What this task involves — Review the material line by line. Identify and copy every line that contains the string "slots".

Records for this task —
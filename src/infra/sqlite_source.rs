use std::collections::HashMap;
use std::path::Path;
use std::sync::{Arc, Mutex};

use async_trait::async_trait;
use rusqlite::types::ValueRef;
use rusqlite::{Connection, InterruptHandle, Statement};
use tracing::{debug, info, warn};

use crate::app::ports::QuerySourcePort;
use crate::config::QueryConfig;
use crate::types::{Page, RawRow, RawValue, ReportRequest, RowBatch};

/// Query source backed by a local SQLite database file.
///
/// SQLite has no temporal column types, so text that looks like an ISO date,
/// time or date-time is resolved to the native tag on the way in.
///
/// A query whose caller stops waiting (a timeout drops the future) is
/// interrupted so the connection is released for the next request.
pub struct SqliteQuerySource {
    conn: Arc<Mutex<Connection>>,
    interrupt: Arc<InterruptHandle>,
    queries: Arc<HashMap<String, QueryConfig>>,
}

impl SqliteQuerySource {
    pub fn open<P: AsRef<Path>>(
        path: P,
        queries: HashMap<String, QueryConfig>,
    ) -> anyhow::Result<Self> {
        let path = path.as_ref();
        if !path.exists() {
            anyhow::bail!("sqlite database '{}' does not exist", path.display());
        }
        let conn = Connection::open(path)?;
        info!("Opened sqlite report source at {}", path.display());
        Ok(Self::from_connection(conn, queries))
    }

    pub fn from_connection(conn: Connection, queries: HashMap<String, QueryConfig>) -> Self {
        Self {
            interrupt: Arc::new(conn.get_interrupt_handle()),
            conn: Arc::new(Mutex::new(conn)),
            queries: Arc::new(queries),
        }
    }

    fn query_for(&self, report: &str) -> Result<QueryConfig, String> {
        self.queries
            .get(report)
            .cloned()
            .ok_or_else(|| format!("no query configured for report '{report}'"))
    }
}

#[async_trait]
impl QuerySourcePort for SqliteQuerySource {
    async fn fetch(&self, request: &ReportRequest) -> Result<RowBatch, String> {
        let query = self.query_for(&request.report)?;
        let conn = Arc::clone(&self.conn);
        let page = request.page;

        let guard = InterruptOnDrop::arm(&self.interrupt, &request.report);
        let joined = tokio::task::spawn_blocking(move || -> Result<RowBatch, String> {
            let conn = conn
                .lock()
                .map_err(|_| "sqlite connection lock poisoned".to_string())?;
            let rows = run_query(&conn, &query.rows, Some(page)).map_err(|e| e.to_string())?;
            let children = match &query.children {
                Some(sql) => run_query(&conn, sql, None).map_err(|e| e.to_string())?,
                None => Vec::new(),
            };
            debug!(rows = rows.len(), children = children.len(), "sqlite query finished");
            Ok(RowBatch { rows, children })
        })
        .await;
        guard.disarm();
        joined.map_err(|e| format!("sqlite worker failed: {e}"))?
    }

    async fn count(&self, report: &str) -> Result<u64, String> {
        let sql = self
            .query_for(report)?
            .count
            .ok_or_else(|| format!("no count query configured for report '{report}'"))?;
        let conn = Arc::clone(&self.conn);

        let guard = InterruptOnDrop::arm(&self.interrupt, report);
        let joined = tokio::task::spawn_blocking(move || -> Result<u64, String> {
            let conn = conn
                .lock()
                .map_err(|_| "sqlite connection lock poisoned".to_string())?;
            let total: i64 = conn
                .query_row(&sql, [], |row| row.get(0))
                .map_err(|e| e.to_string())?;
            u64::try_from(total).map_err(|_| format!("negative row count {total}"))
        })
        .await;
        guard.disarm();
        joined.map_err(|e| format!("sqlite worker failed: {e}"))?
    }
}

/// Interrupts the running statement when dropped while still armed, i.e.
/// when the awaiting future was cancelled before the worker finished.
struct InterruptOnDrop<'a> {
    handle: &'a InterruptHandle,
    report: &'a str,
    armed: bool,
}

impl<'a> InterruptOnDrop<'a> {
    fn arm(handle: &'a InterruptHandle, report: &'a str) -> Self {
        Self {
            handle,
            report,
            armed: true,
        }
    }

    fn disarm(mut self) {
        self.armed = false;
    }
}

impl Drop for InterruptOnDrop<'_> {
    fn drop(&mut self) {
        if self.armed {
            warn!(report = self.report, "abandoned sqlite query interrupted");
            self.handle.interrupt();
        }
    }
}

/// Run `sql`, binding `:offset` and `:limit` when the statement declares them.
fn run_query(conn: &Connection, sql: &str, page: Option<Page>) -> rusqlite::Result<Vec<RawRow>> {
    let mut stmt = conn.prepare(sql)?;
    if let Some(page) = page {
        bind_page(&mut stmt, page)?;
    }

    let columns: Vec<String> = stmt.column_names().iter().map(|c| c.to_string()).collect();
    let mut rows = stmt.raw_query();
    let mut out = Vec::new();
    while let Some(row) = rows.next()? {
        let mut raw = RawRow::with_capacity(columns.len());
        for (index, name) in columns.iter().enumerate() {
            match row.get_ref(index)? {
                ValueRef::Text(bytes) => raw.push_text(name.clone(), &String::from_utf8_lossy(bytes)),
                other => raw.push(name.clone(), to_raw_value(other)),
            }
        }
        out.push(raw);
    }
    Ok(out)
}

fn bind_page(stmt: &mut Statement<'_>, page: Page) -> rusqlite::Result<()> {
    let offset = i64::try_from(page.offset).unwrap_or(i64::MAX);
    let limit = i64::try_from(page.limit).unwrap_or(i64::MAX);
    if let Some(index) = stmt.parameter_index(":offset")? {
        stmt.raw_bind_parameter(index, offset)?;
    }
    if let Some(index) = stmt.parameter_index(":limit")? {
        stmt.raw_bind_parameter(index, limit)?;
    }
    Ok(())
}

fn to_raw_value(value: ValueRef<'_>) -> RawValue {
    match value {
        ValueRef::Null => RawValue::Null,
        ValueRef::Integer(v) => RawValue::Integer(v),
        ValueRef::Real(v) => RawValue::Decimal(v),
        ValueRef::Text(bytes) => RawValue::String(String::from_utf8_lossy(bytes).into_owned()),
        ValueRef::Blob(bytes) => RawValue::String(String::from_utf8_lossy(bytes).into_owned()),
    }
}
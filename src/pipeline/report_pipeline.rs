use std::time::Instant;

use tracing::{debug, info};

use crate::pipeline::processing::pivot::{ChildRecord, PivotTable, SlotPivot};
use crate::pipeline::processing::row_builder::{RowBuilder, RowContext};
use crate::pipeline::report_spec::ReportSpec;
use crate::types::{ReportRow, RowBatch};

/// Turns one materialized batch of raw rows into report rows for a spec.
///
/// Pure computation: no I/O, no shared state, output order follows the
/// parent rows.
pub struct ReportPipeline;

impl ReportPipeline {
    pub fn assemble(spec: &ReportSpec, batch: &RowBatch, context: RowContext) -> Vec<ReportRow> {
        let started = Instant::now();

        let pivot = Self::pivot_children(spec, batch);
        let builder = RowBuilder::new(spec, context);
        let rows: Vec<ReportRow> = batch
            .rows
            .iter()
            .map(|parent| builder.build(parent, pivot.as_ref()))
            .collect();

        let elapsed = started.elapsed().as_secs_f64();
        crate::observability::metrics::report::assembled(&spec.name, rows.len(), elapsed);
        info!(
            report = %spec.name,
            rows = rows.len(),
            children = batch.children.len(),
            "report assembled"
        );
        rows
    }

    fn pivot_children(spec: &ReportSpec, batch: &RowBatch) -> Option<PivotTable> {
        let pivot_spec = spec.pivot.as_ref()?;
        let children = batch
            .children
            .iter()
            .filter_map(|row| ChildRecord::from_row(row, pivot_spec));
        let table = SlotPivot::new(pivot_spec.slot_count).assemble(children);

        let dropped = table.dropped_total();
        if dropped > 0 {
            crate::observability::metrics::report::slot_overflow(&spec.name, dropped);
        }
        debug!(
            report = %spec.name,
            groups = table.group_count(),
            dropped,
            "children pivoted into slots"
        );
        Some(table)
    }
}
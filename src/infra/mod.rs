// Adapters implementing the application ports

pub mod sqlite_source;

#[cfg(feature = "db")]
pub mod libsql_source;
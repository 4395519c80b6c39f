/// Report name constants shared by the registry, the CLI and the config file.
pub const SERVICE_EXECUTIONS_REPORT: &str = "service-executions";
pub const OPERATION_REPORTS_REPORT: &str = "operation-reports";
pub const OPERATION_REPORTS_V2_REPORT: &str = "operation-reports-v2";
pub const SERVICES_REPORTS_REPORT: &str = "services-reports";

/// Get all built-in report names
pub fn get_builtin_reports() -> Vec<&'static str> {
    vec![
        SERVICE_EXECUTIONS_REPORT,
        OPERATION_REPORTS_REPORT,
        OPERATION_REPORTS_V2_REPORT,
        SERVICES_REPORTS_REPORT,
    ]
}

// Sentinels for joined lookups that did not resolve
pub const NO_CLIENT_SENTINEL: &str = "no client";
pub const NO_SERVICE_SENTINEL: &str = "no service";
pub const UNASSIGNED_SENTINEL: &str = "unassigned";

/// Number of named service slots in pivoted reports.
pub const DEFAULT_SLOT_COUNT: usize = 6;

pub const SECONDS_PER_DAY: i64 = 86_400;

/// Default day 1 of integer-encoded dates (0001-01-01, proleptic Gregorian).
pub const DEFAULT_ORDINAL_EPOCH: (i32, u32, u32) = (1, 1, 1);

/// Largest year with a four-digit ISO-8601 form.
pub const MAX_ISO_YEAR: i32 = 9999;

pub const DEFAULT_PAGE_LIMIT: u64 = 100;
pub const MAX_PAGE_LIMIT: u64 = 1000;

pub const DEFAULT_QUERY_TIMEOUT_SECS: u64 = 30;
pub const DEFAULT_CONFIG_PATH: &str = "config.toml";
use std::path::PathBuf;
use std::sync::Arc;

use anyhow::Context;
use clap::{Parser, Subcommand};
use tracing::{error, info};

use ops_reports::app::ports::QuerySourcePort;
use ops_reports::app::report_use_case::ReportUseCase;
use ops_reports::config::{Config, SourceKind};
use ops_reports::constants::{DEFAULT_PAGE_LIMIT, OPERATION_REPORTS_V2_REPORT};
use ops_reports::infra::sqlite_source::SqliteQuerySource;
use ops_reports::logging;
use ops_reports::observability::metrics;
use ops_reports::pipeline::report_spec::ReportRegistry;
use ops_reports::types::{Page, ReportRequest};

#[derive(Parser)]
#[command(name = "ops_reports")]
#[command(about = "Flight operations report assembly")]
#[command(version = "0.1.0")]
struct Cli {
    /// Config file (defaults to $OPS_REPORTS_CONFIG, then ./config.toml)
    #[arg(long, global = true)]
    config: Option<PathBuf>,

    /// Print Prometheus metrics to stderr before exiting
    #[arg(long, global = true)]
    print_metrics: bool,

    #[command(subcommand)]
    command: Commands,
}

#[derive(Subcommand)]
enum Commands {
    /// List the reports that can be run
    List,
    /// Assemble one page of a report and print it as JSON
    Run {
        #[arg(long, default_value = OPERATION_REPORTS_V2_REPORT)]
        report: String,
        #[arg(long, default_value_t = 0)]
        offset: u64,
        /// Page size, held to 1..=1000
        #[arg(long, default_value_t = DEFAULT_PAGE_LIMIT)]
        limit: u64,
        /// Pretty-print the JSON output
        #[arg(long)]
        pretty: bool,
    },
    /// Print the total row count of a report
    Count {
        #[arg(long)]
        report: String,
    },
}

async fn build_source(config: &Config) -> anyhow::Result<Arc<dyn QuerySourcePort>> {
    match config.source.kind {
        SourceKind::Sqlite => {
            let path = config
                .source
                .path
                .as_ref()
                .context("source.path is required for the sqlite source")?;
            let source = SqliteQuerySource::open(path, config.queries.clone())?;
            Ok(Arc::new(source))
        }
        #[cfg(feature = "db")]
        SourceKind::Libsql => {
            let source =
                ops_reports::infra::libsql_source::LibsqlQuerySource::from_env(config.queries.clone())
                    .await?;
            Ok(Arc::new(source))
        }
        #[cfg(not(feature = "db"))]
        SourceKind::Libsql => {
            anyhow::bail!("the libsql source requires building with the `db` feature")
        }
    }
}

#[tokio::main]
async fn main() -> anyhow::Result<()> {
    dotenv::dotenv().ok();
    logging::init_logging();

    let cli = Cli::parse();
    let registry = ReportRegistry::new();

    if cli.print_metrics {
        metrics::init().map_err(|e| anyhow::anyhow!(e.to_string()))?;
    }

    if let Commands::List = cli.command {
        for name in registry.list_reports() {
            let description = registry
                .get(name)
                .map(|spec| spec.description.as_str())
                .unwrap_or_default();
            println!("{name}\t{description}");
        }
        return Ok(());
    }

    let config_path = Config::resolve_path(cli.config.clone());
    let config = Config::load(&config_path)
        .with_context(|| format!("loading config from {}", config_path.display()))?;
    config.validate(&registry)?;
    info!("Loaded config from {}", config_path.display());

    let source = build_source(&config).await?;
    let use_case = ReportUseCase::from_config(source, registry, &config);

    let outcome = match cli.command {
        Commands::List => Ok(()),
        Commands::Run {
            report,
            offset,
            limit,
            pretty,
        } => {
            let request = ReportRequest::new(report).with_page(Page::clamped(offset, limit));
            match use_case.run(&request).await {
                Ok(rows) => {
                    let body = if pretty {
                        serde_json::to_string_pretty(&rows)?
                    } else {
                        serde_json::to_string(&rows)?
                    };
                    println!("{body}");
                    Ok(())
                }
                Err(e) => Err(e),
            }
        }
        Commands::Count { report } => match use_case.count(&report).await {
            Ok(total) => {
                println!("{}", serde_json::json!({ "report": report, "total": total }));
                Ok(())
            }
            Err(e) => Err(e),
        },
    };

    if cli.print_metrics {
        if let Some(rendered) = metrics::render() {
            eprintln!("{rendered}");
        }
    }

    if let Err(e) = outcome {
        error!("Report request failed: {}", e);
        return Err(e.into());
    }
    Ok(())
}
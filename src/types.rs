use std::fmt;

use chrono::{Duration, NaiveDate, NaiveDateTime, NaiveTime};
use serde::ser::SerializeMap;
use serde::{Deserialize, Serialize, Serializer};

use crate::constants::{DEFAULT_PAGE_LIMIT, MAX_PAGE_LIMIT};
use crate::pipeline::processing::normalize::format_seconds;

/// A single column value as handed over by a query source.
///
/// Every value is resolved to exactly one tag when the row is ingested, so
/// the normalizers only ever match on the tag and never inspect shapes again.
#[derive(Debug, Clone, PartialEq)]
pub enum RawValue {
    Integer(i64),
    Decimal(f64),
    NativeDate(NaiveDate),
    NativeTime(NaiveTime),
    NativeDateTime(NaiveDateTime),
    NativeInterval(Duration),
    String(String),
    Null,
}

static NULL_VALUE: RawValue = RawValue::Null;

impl RawValue {
    /// Resolve text coming from a store without native temporal types.
    ///
    /// ISO dates, times of day and date-times are promoted to their native
    /// tags; anything else stays a string. Digit-only text is left alone so
    /// zero-padded identifiers survive untouched.
    pub fn from_text(text: &str) -> Self {
        let trimmed = text.trim();
        if trimmed.len() >= 8 {
            for format in ["%Y-%m-%d %H:%M:%S%.f", "%Y-%m-%dT%H:%M:%S%.f"] {
                if let Ok(dt) = NaiveDateTime::parse_from_str(trimmed, format) {
                    return RawValue::NativeDateTime(dt);
                }
            }
            if let Ok(date) = NaiveDate::parse_from_str(trimmed, "%Y-%m-%d") {
                return RawValue::NativeDate(date);
            }
            if let Ok(time) = NaiveTime::parse_from_str(trimmed, "%H:%M:%S%.f") {
                return RawValue::NativeTime(time);
            }
        }
        RawValue::String(text.to_string())
    }

    pub fn is_null(&self) -> bool {
        matches!(self, RawValue::Null)
    }

    /// Name of the tag, used in diagnostics.
    pub fn tag(&self) -> &'static str {
        match self {
            RawValue::Integer(_) => "integer",
            RawValue::Decimal(_) => "decimal",
            RawValue::NativeDate(_) => "date",
            RawValue::NativeTime(_) => "time",
            RawValue::NativeDateTime(_) => "datetime",
            RawValue::NativeInterval(_) => "interval",
            RawValue::String(_) => "string",
            RawValue::Null => "null",
        }
    }

    /// String coercion used as the single fallback policy of the normalizers.
    /// `Null` has no text form.
    pub fn to_text(&self) -> Option<String> {
        match self {
            RawValue::Null => None,
            other => Some(other.to_string()),
        }
    }
}

impl fmt::Display for RawValue {
    fn fmt(&self, f: &mut fmt::Formatter<'_>) -> fmt::Result {
        match self {
            RawValue::Integer(v) => write!(f, "{v}"),
            RawValue::Decimal(v) => write!(f, "{v}"),
            RawValue::NativeDate(d) => write!(f, "{}", d.format("%Y-%m-%d")),
            RawValue::NativeTime(t) => write!(f, "{t}"),
            RawValue::NativeDateTime(dt) => write!(f, "{}", dt.format("%Y-%m-%dT%H:%M:%S%.f")),
            RawValue::NativeInterval(d) => f.write_str(&format_seconds(d.num_seconds())),
            RawValue::String(s) => f.write_str(s),
            RawValue::Null => Ok(()),
        }
    }
}

impl Serialize for RawValue {
    fn serialize<S: Serializer>(&self, serializer: S) -> Result<S::Ok, S::Error> {
        match self {
            RawValue::Integer(v) => serializer.serialize_i64(*v),
            RawValue::Decimal(v) => serializer.serialize_f64(*v),
            RawValue::String(s) => serializer.serialize_str(s),
            RawValue::Null => serializer.serialize_none(),
            other => serializer.collect_str(other),
        }
    }
}

impl From<i64> for RawValue {
    fn from(v: i64) -> Self {
        RawValue::Integer(v)
    }
}

impl From<i32> for RawValue {
    fn from(v: i32) -> Self {
        RawValue::Integer(i64::from(v))
    }
}

impl From<f64> for RawValue {
    fn from(v: f64) -> Self {
        RawValue::Decimal(v)
    }
}

impl From<&str> for RawValue {
    fn from(v: &str) -> Self {
        RawValue::String(v.to_string())
    }
}

impl From<String> for RawValue {
    fn from(v: String) -> Self {
        RawValue::String(v)
    }
}

impl From<NaiveDate> for RawValue {
    fn from(v: NaiveDate) -> Self {
        RawValue::NativeDate(v)
    }
}

impl From<NaiveTime> for RawValue {
    fn from(v: NaiveTime) -> Self {
        RawValue::NativeTime(v)
    }
}

impl From<NaiveDateTime> for RawValue {
    fn from(v: NaiveDateTime) -> Self {
        RawValue::NativeDateTime(v)
    }
}

impl From<Duration> for RawValue {
    fn from(v: Duration) -> Self {
        RawValue::NativeInterval(v)
    }
}

impl<T: Into<RawValue>> From<Option<T>> for RawValue {
    fn from(v: Option<T>) -> Self {
        v.map(Into::into).unwrap_or(RawValue::Null)
    }
}

/// One column of a raw row. `source` keeps the text a promoted temporal
/// value was parsed from.
#[derive(Debug, Clone, PartialEq)]
struct RawColumn {
    name: String,
    value: RawValue,
    source: Option<String>,
}

/// One row of a query result: column names in select order with their values.
#[derive(Debug, Clone, Default, PartialEq)]
pub struct RawRow {
    columns: Vec<RawColumn>,
}

impl RawRow {
    pub fn new() -> Self {
        Self::default()
    }

    pub fn with_capacity(capacity: usize) -> Self {
        Self {
            columns: Vec::with_capacity(capacity),
        }
    }

    pub fn push(&mut self, column: impl Into<String>, value: impl Into<RawValue>) {
        self.columns.push(RawColumn {
            name: column.into(),
            value: value.into(),
            source: None,
        });
    }

    /// Push text from a store without temporal types. The value is resolved
    /// with [`RawValue::from_text`]; the original text is kept for verbatim
    /// and text columns.
    pub fn push_text(&mut self, column: impl Into<String>, text: &str) {
        let value = RawValue::from_text(text);
        let source = match value {
            RawValue::String(_) => None,
            _ => Some(text.to_string()),
        };
        self.columns.push(RawColumn {
            name: column.into(),
            value,
            source,
        });
    }

    /// Builder-style variant of [`RawRow::push`].
    pub fn with(mut self, column: impl Into<String>, value: impl Into<RawValue>) -> Self {
        self.push(column, value);
        self
    }

    /// Builder-style variant of [`RawRow::push_text`].
    pub fn with_text(mut self, column: impl Into<String>, text: &str) -> Self {
        self.push_text(column, text);
        self
    }

    fn column(&self, column: &str) -> Option<&RawColumn> {
        self.columns.iter().find(|c| c.name == column)
    }

    /// Value of `column`; a missing column reads as `Null`. With duplicate
    /// names the first occurrence wins.
    pub fn get(&self, column: &str) -> &RawValue {
        self.column(column).map(|c| &c.value).unwrap_or(&NULL_VALUE)
    }

    /// Value of `column` as the store handed it over: promoted text comes
    /// back as the original string.
    pub fn verbatim(&self, column: &str) -> RawValue {
        match self.column(column) {
            Some(RawColumn {
                source: Some(text), ..
            }) => RawValue::String(text.clone()),
            Some(c) => c.value.clone(),
            None => RawValue::Null,
        }
    }

    /// Text of `column`, preferring the original text of promoted values.
    pub fn text(&self, column: &str) -> Option<String> {
        let c = self.column(column)?;
        match &c.source {
            Some(text) => Some(text.clone()),
            None => c.value.to_text(),
        }
    }

    pub fn contains(&self, column: &str) -> bool {
        self.column(column).is_some()
    }

    pub fn len(&self) -> usize {
        self.columns.len()
    }

    pub fn is_empty(&self) -> bool {
        self.columns.is_empty()
    }

    pub fn iter(&self) -> impl Iterator<Item = (&str, &RawValue)> {
        self.columns.iter().map(|c| (c.name.as_str(), &c.value))
    }
}

impl<K: Into<String>, V: Into<RawValue>> FromIterator<(K, V)> for RawRow {
    fn from_iter<I: IntoIterator<Item = (K, V)>>(iter: I) -> Self {
        let mut row = RawRow::new();
        for (k, v) in iter {
            row.push(k, v);
        }
        row
    }
}

/// Canonical display form of a raw value after one normalizer.
pub type NormalizedField = Option<String>;

/// Value of one report column.
#[derive(Debug, Clone, PartialEq)]
pub enum FieldValue {
    /// Output of a normalizer, a sentinel, or a slot.
    Normalized(NormalizedField),
    /// Parent field copied as-is from the raw row.
    Verbatim(RawValue),
}

impl FieldValue {
    pub fn as_text(&self) -> Option<String> {
        match self {
            FieldValue::Normalized(value) => value.clone(),
            FieldValue::Verbatim(value) => value.to_text(),
        }
    }

    pub fn is_null(&self) -> bool {
        match self {
            FieldValue::Normalized(value) => value.is_none(),
            FieldValue::Verbatim(value) => value.is_null(),
        }
    }
}

impl Serialize for FieldValue {
    fn serialize<S: Serializer>(&self, serializer: S) -> Result<S::Ok, S::Error> {
        match self {
            FieldValue::Normalized(Some(text)) => serializer.serialize_str(text),
            FieldValue::Normalized(None) => serializer.serialize_none(),
            FieldValue::Verbatim(value) => value.serialize(serializer),
        }
    }
}

/// One assembled report record. Columns keep their declared order and every
/// declared column is present, possibly null.
#[derive(Debug, Clone, Default, PartialEq)]
pub struct ReportRow {
    fields: Vec<(String, FieldValue)>,
}

impl ReportRow {
    pub fn with_capacity(capacity: usize) -> Self {
        Self {
            fields: Vec::with_capacity(capacity),
        }
    }

    pub fn push(&mut self, column: impl Into<String>, value: FieldValue) {
        self.fields.push((column.into(), value));
    }

    pub fn get(&self, column: &str) -> Option<&FieldValue> {
        self.fields
            .iter()
            .find(|(name, _)| name == column)
            .map(|(_, value)| value)
    }

    /// Text of `column`, `None` when the column is null or undeclared.
    pub fn text(&self, column: &str) -> Option<String> {
        self.get(column).and_then(FieldValue::as_text)
    }

    pub fn column_names(&self) -> impl Iterator<Item = &str> {
        self.fields.iter().map(|(name, _)| name.as_str())
    }

    pub fn len(&self) -> usize {
        self.fields.len()
    }

    pub fn is_empty(&self) -> bool {
        self.fields.is_empty()
    }

    pub fn iter(&self) -> impl Iterator<Item = (&str, &FieldValue)> {
        self.fields.iter().map(|(name, value)| (name.as_str(), value))
    }
}

impl Serialize for ReportRow {
    fn serialize<S: Serializer>(&self, serializer: S) -> Result<S::Ok, S::Error> {
        let mut map = serializer.serialize_map(Some(self.fields.len()))?;
        for (name, value) in &self.fields {
            map.serialize_entry(name, value)?;
        }
        map.end()
    }
}

/// Offset/limit pagination forwarded to the query source.
#[derive(Debug, Clone, Copy, PartialEq, Eq, Serialize, Deserialize)]
pub struct Page {
    pub offset: u64,
    pub limit: u64,
}

impl Page {
    /// Page with `limit` held to `1..=MAX_PAGE_LIMIT`.
    pub fn clamped(offset: u64, limit: u64) -> Self {
        Self {
            offset,
            limit: limit.clamp(1, MAX_PAGE_LIMIT),
        }
    }
}

impl Default for Page {
    fn default() -> Self {
        Self {
            offset: 0,
            limit: DEFAULT_PAGE_LIMIT,
        }
    }
}

/// A request for one page of a named report.
#[derive(Debug, Clone, PartialEq, Eq, Serialize, Deserialize)]
pub struct ReportRequest {
    pub report: String,
    #[serde(default)]
    pub page: Page,
}

impl ReportRequest {
    pub fn new(report: impl Into<String>) -> Self {
        Self {
            report: report.into(),
            page: Page::default(),
        }
    }

    pub fn with_page(mut self, page: Page) -> Self {
        self.page = page;
        self
    }
}

/// Everything one upstream call returns for a report: the parent rows and,
/// for pivoted reports, the child rows to collapse into slots.
#[derive(Debug, Clone, Default, PartialEq)]
pub struct RowBatch {
    pub rows: Vec<RawRow>,
    pub children: Vec<RawRow>,
}

impl RowBatch {
    pub fn new(rows: Vec<RawRow>) -> Self {
        Self {
            rows,
            children: Vec::new(),
        }
    }

    pub fn with_children(mut self, children: Vec<RawRow>) -> Self {
        self.children = children;
        self
    }
}
pub mod config;
pub mod constants;
pub mod error;
pub mod logging;
pub mod observability;
pub mod pipeline;
pub mod types;

// Layered boundaries for application and infrastructure
pub mod app;
pub mod infra;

Solution to the exercise —
            "children pivoted into slots"
/// Number of named service slots in pivoted reports.
/// for pivoted reports, the child rows to collapse into slots.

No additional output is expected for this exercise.